• _Exercise goal_
Repeat the entries verbatim.

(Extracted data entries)
=== Section Start ===

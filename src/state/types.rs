//! Persisted state shapes
//!
//! Two formats are accepted on input and mirrored on output: the legacy map
//! `{stream -> {cutoff}}`, and a sequence of per-stream or global envelopes.

use serde::{Deserialize, Serialize};
use serde_json::Value;

/// Watermark for one stream: epoch milliseconds of the newest emitted record
#[derive(Debug, Clone, Copy, PartialEq, Eq, Serialize, Deserialize)]
pub struct StreamCursor {
    pub cutoff: i64,
}

/// A stream identified by name only (namespace deferred)
#[derive(Debug, Clone, PartialEq, Eq, Serialize, Deserialize)]
pub struct StreamDescriptor {
    pub name: String,
}

/// Per-stream state entry inside an envelope
#[derive(Debug, Clone, Serialize, Deserialize)]
pub struct StreamStateEntry {
    pub stream_descriptor: StreamDescriptor,
    pub stream_state: Value,
}

/// Shared state plus per-stream states
#[derive(Debug, Clone, Serialize, Deserialize)]
pub struct GlobalState {
    #[serde(default, skip_serializing_if = "Option::is_none")]
    pub shared_state: Option<Value>,
    pub stream_states: Vec<StreamStateEntry>,
}

/// One element of an envelope-format state sequence
#[derive(Debug, Clone, Serialize, Deserialize)]
#[serde(tag = "type")]
pub enum StateEnvelope {
    #[serde(rename = "STREAM")]
    Stream { stream: StreamStateEntry },
    #[serde(rename = "GLOBAL")]
    Global { global: GlobalState },
}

=== Section End ===

• _Solved exercise_
filename src/state/types.rs
//! Persisted state shapes
//!
//! Two formats are accepted on input and mirrored on output: the legacy map
//! `{stream -> {cutoff}}`, and a sequence of per-stream or global envelopes.

use serde::{Deserialize, Serialize};
use serde_json::Value;

/// Watermark for one stream: epoch milliseconds of the newest emitted record
#[derive(Debug, Clone, Copy, PartialEq, Eq, Serialize, Deserialize)]
pub struct StreamCursor {
    pub cutoff: i64,
}

/// A stream identified by name only (namespace deferred)
#[derive(Debug, Clone, PartialEq, Eq, Serialize, Deserialize)]
pub struct StreamDescriptor {
    pub name: String,
}

/// Per-stream state entry inside an envelope
#[derive(Debug, Clone, Serialize, Deserialize)]
pub struct StreamStateEntry {
    pub stream_descriptor: StreamDescriptor,
    pub stream_state: Value,
}

/// Shared state plus per-stream states
#[derive(Debug, Clone, Serialize, Deserialize)]
pub struct GlobalState {
    #[serde(default, skip_serializing_if = "Option::is_none")]
    pub shared_state: Option<Value>,
    pub stream_states: Vec<StreamStateEntry>,
}

/// One element of an envelope-format state sequence
#[derive(Debug, Clone, Serialize, Deserialize)]
#[serde(tag = "type")]
pub enum StateEnvelope {
    #[serde(rename = "STREAM")]
    Stream { stream: StreamStateEntry },
    #[serde(rename = "GLOBAL")]
    Global { global: GlobalState },
}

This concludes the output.